_ASSIGNMENT_:
Scan the records for "DQuat" and copy each line that contains it.

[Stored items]
== == ==
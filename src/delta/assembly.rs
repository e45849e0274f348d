//! 结果汇总
//!
//! 把 BoneDeltas / MorphDeltas 展开为按模型骨骼、顶点、材质顺序排列的连续 f32 数组，
//! 供渲染端直接上传。坐标系转换只在这里发生：内部始终保持 MMD 的左手坐标系。

use glam::{DMat4, DVec3};
use rayon::prelude::*;

use crate::model::Material;

use super::bone_delta::BoneDeltas;
use super::morph_delta::MorphDeltas;

/// 每个材质展开后的 float 数
pub const MATERIAL_FLOATS: usize = 28;

/// 输出坐标系
#[derive(Clone, Copy, Debug, Default, PartialEq, Eq)]
pub enum CoordinateSystem {
    /// MMD 内部坐标系（左手，Y 轴向上）
    #[default]
    Internal,
    /// X 取反
    NegateX,
    /// Y、Z 取反
    NegateYZ,
    /// Z 取反（右手坐标系）
    NegateZ,
}

impl CoordinateSystem {
    /// 对角符号向量
    #[inline]
    pub fn signs(self) -> DVec3 {
        match self {
            CoordinateSystem::Internal => DVec3::ONE,
            CoordinateSystem::NegateX => DVec3::new(-1.0, 1.0, 1.0),
            CoordinateSystem::NegateYZ => DVec3::new(1.0, -1.0, -1.0),
            CoordinateSystem::NegateZ => DVec3::new(1.0, 1.0, -1.0),
        }
    }

    /// 转换矩阵 S
    #[inline]
    pub fn matrix(self) -> DMat4 {
        DMat4::from_scale(self.signs())
    }

    #[inline]
    pub fn convert_point(self, p: DVec3) -> DVec3 {
        p * self.signs()
    }

    /// S · m · S
    #[inline]
    pub fn convert_matrix(self, m: &DMat4) -> DMat4 {
        if self == CoordinateSystem::Internal {
            return *m;
        }
        let s = self.matrix();
        s * *m * s
    }
}

/// 结果汇总器
#[derive(Clone, Copy, Debug, Default)]
pub struct DeltaAssembly {
    pub system: CoordinateSystem,
}

impl DeltaAssembly {
    pub fn new(system: CoordinateSystem) -> Self {
        Self { system }
    }

    /// 蒙皮矩阵（每骨骼 16 个 float，列主序）；未求值的骨骼输出单位矩阵
    pub fn skinning_matrices(&self, bones: &BoneDeltas) -> Vec<f32> {
        self.flatten_matrices(bones, |d| d.local_matrix)
    }

    /// 全局矩阵（每骨骼 16 个 float，列主序）
    pub fn global_matrices(&self, bones: &BoneDeltas) -> Vec<f32> {
        self.flatten_matrices(bones, |d| d.global_matrix)
    }

    fn flatten_matrices<F>(&self, bones: &BoneDeltas, pick: F) -> Vec<f32>
    where
        F: Fn(&super::BoneDelta) -> DMat4 + Sync,
    {
        let system = self.system;
        let mut out = vec![0.0f32; bones.len() * 16];
        out.par_chunks_mut(16)
            .zip(bones.slots().par_iter())
            .for_each(|(chunk, slot)| {
                let m = slot.as_ref().map(&pick).unwrap_or(DMat4::IDENTITY);
                for (dst, src) in chunk.iter_mut().zip(system.convert_matrix(&m).to_cols_array()) {
                    *dst = src as f32;
                }
            });
        out
    }

    /// 骨骼全局位置（每骨骼 3 个 float）
    pub fn bone_positions(&self, bones: &BoneDeltas) -> Vec<f32> {
        let system = self.system;
        let mut out = vec![0.0f32; bones.len() * 3];
        out.par_chunks_mut(3)
            .zip(bones.slots().par_iter())
            .for_each(|(chunk, slot)| {
                let p = slot.as_ref().map(|d| d.global_position).unwrap_or(DVec3::ZERO);
                write_vec3(chunk, system.convert_point(p));
            });
        out
    }

    /// 顶点位置偏移（每顶点 3 个 float）
    pub fn vertex_offsets(&self, morphs: &MorphDeltas) -> Vec<f32> {
        let system = self.system;
        let mut out = vec![0.0f32; morphs.vertices.len() * 3];
        out.par_chunks_mut(3)
            .zip(morphs.vertices.par_iter())
            .for_each(|(chunk, v)| write_vec3(chunk, system.convert_point(v.position)));
        out
    }

    /// 蒙皮后位置偏移（每顶点 3 个 float）
    pub fn after_vertex_offsets(&self, morphs: &MorphDeltas) -> Vec<f32> {
        let system = self.system;
        let mut out = vec![0.0f32; morphs.vertices.len() * 3];
        out.par_chunks_mut(3)
            .zip(morphs.vertices.par_iter())
            .for_each(|(chunk, v)| write_vec3(chunk, system.convert_point(v.after_position)));
        out
    }

    /// UV 偏移（每顶点 8 个 float：uv.xyzw, uv1.xyzw），UV 不受坐标系影响
    pub fn uv_offsets(&self, morphs: &MorphDeltas) -> Vec<f32> {
        let mut out = vec![0.0f32; morphs.vertices.len() * 8];
        out.par_chunks_mut(8)
            .zip(morphs.vertices.par_iter())
            .for_each(|(chunk, v)| {
                for (dst, src) in chunk.iter_mut().zip(v.uv.to_array().into_iter().chain(v.uv1.to_array())) {
                    *dst = src as f32;
                }
            });
        out
    }

    /// 材质 Morph 应用后的材质值（每材质 28 个 float）
    ///
    /// 顺序：diffuse(4) specular(4) ambient(3) edge(4) edge_size(1)
    /// texture(4) sphere(4) toon(4)
    pub fn material_values(&self, morphs: &MorphDeltas, materials: &[Material]) -> Vec<f32> {
        let mut out = vec![0.0f32; materials.len() * MATERIAL_FLOATS];
        for (i, (chunk, material)) in out.chunks_mut(MATERIAL_FLOATS).zip(materials).enumerate() {
            let values = match morphs.materials.get(i) {
                Some(delta) => delta.apply_to(&material.values),
                None => material.values.clone(),
            };
            for (dst, src) in chunk.iter_mut().zip(values.to_flat()) {
                *dst = src as f32;
            }
        }
        out
    }
}

#[inline]
fn write_vec3(chunk: &mut [f32], v: DVec3) {
    chunk[0] = v.x as f32;
    chunk[1] = v.y as f32;
    chunk[2] = v.z as f32;
}

#[cfg(test)]
mod tests {
    use super::*;
    use crate::delta::BoneDelta;
    use glam::DQuat;

    #[test]
    fn test_negate_z_matrix() {
        let m = DMat4::from_rotation_translation(
            DQuat::from_rotation_y(0.3),
            DVec3::new(1.0, 2.0, 3.0),
        );
        let converted = CoordinateSystem::NegateZ.convert_matrix(&m);
        let p = DVec3::new(0.5, -1.0, 2.0);
        // 先转换再变换 == 先变换再转换
        let a = converted.transform_point3(CoordinateSystem::NegateZ.convert_point(p));
        let b = CoordinateSystem::NegateZ.convert_point(m.transform_point3(p));
        assert!((a - b).length() < 1e-12);
        assert_eq!(converted.w_axis.truncate(), DVec3::new(1.0, 2.0, -3.0));
    }

    #[test]
    fn test_internal_is_identity() {
        let m = DMat4::from_translation(DVec3::new(1.0, 2.0, 3.0));
        assert_eq!(CoordinateSystem::Internal.convert_matrix(&m), m);
    }

    #[test]
    fn test_flatten_bones() {
        let mut deltas = BoneDeltas::new(2, 0.0);
        deltas.set(1, BoneDelta::rest(1, 0.0, DVec3::new(0.0, 1.0, 2.0)));

        let assembly = DeltaAssembly::new(CoordinateSystem::NegateX);
        let globals = assembly.global_matrices(&deltas);
        assert_eq!(globals.len(), 32);
        // 未求值的骨骼为单位矩阵
        assert_eq!(globals[0], 1.0);
        assert_eq!(&globals[28..31], &[0.0, 1.0, 2.0]);

        let positions = DeltaAssembly::new(CoordinateSystem::NegateYZ).bone_positions(&deltas);
        assert_eq!(&positions[3..6], &[0.0, -1.0, -2.0]);
    }

    #[test]
    fn test_vertex_offsets() {
        let mut morphs = MorphDeltas::new(2, 0, 0, 0.0);
        morphs.vertices[1].position = DVec3::new(1.0, 0.0, 1.0);
        let flat = DeltaAssembly::new(CoordinateSystem::NegateZ).vertex_offsets(&morphs);
        assert_eq!(flat, vec![0.0, 0.0, 0.0, 1.0, 0.0, -1.0]);
    }
}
== == ==
_ANSWER TO THE EXERCISE_:
    use glam::DQuat;
            DQuat::from_rotation_y(0.3),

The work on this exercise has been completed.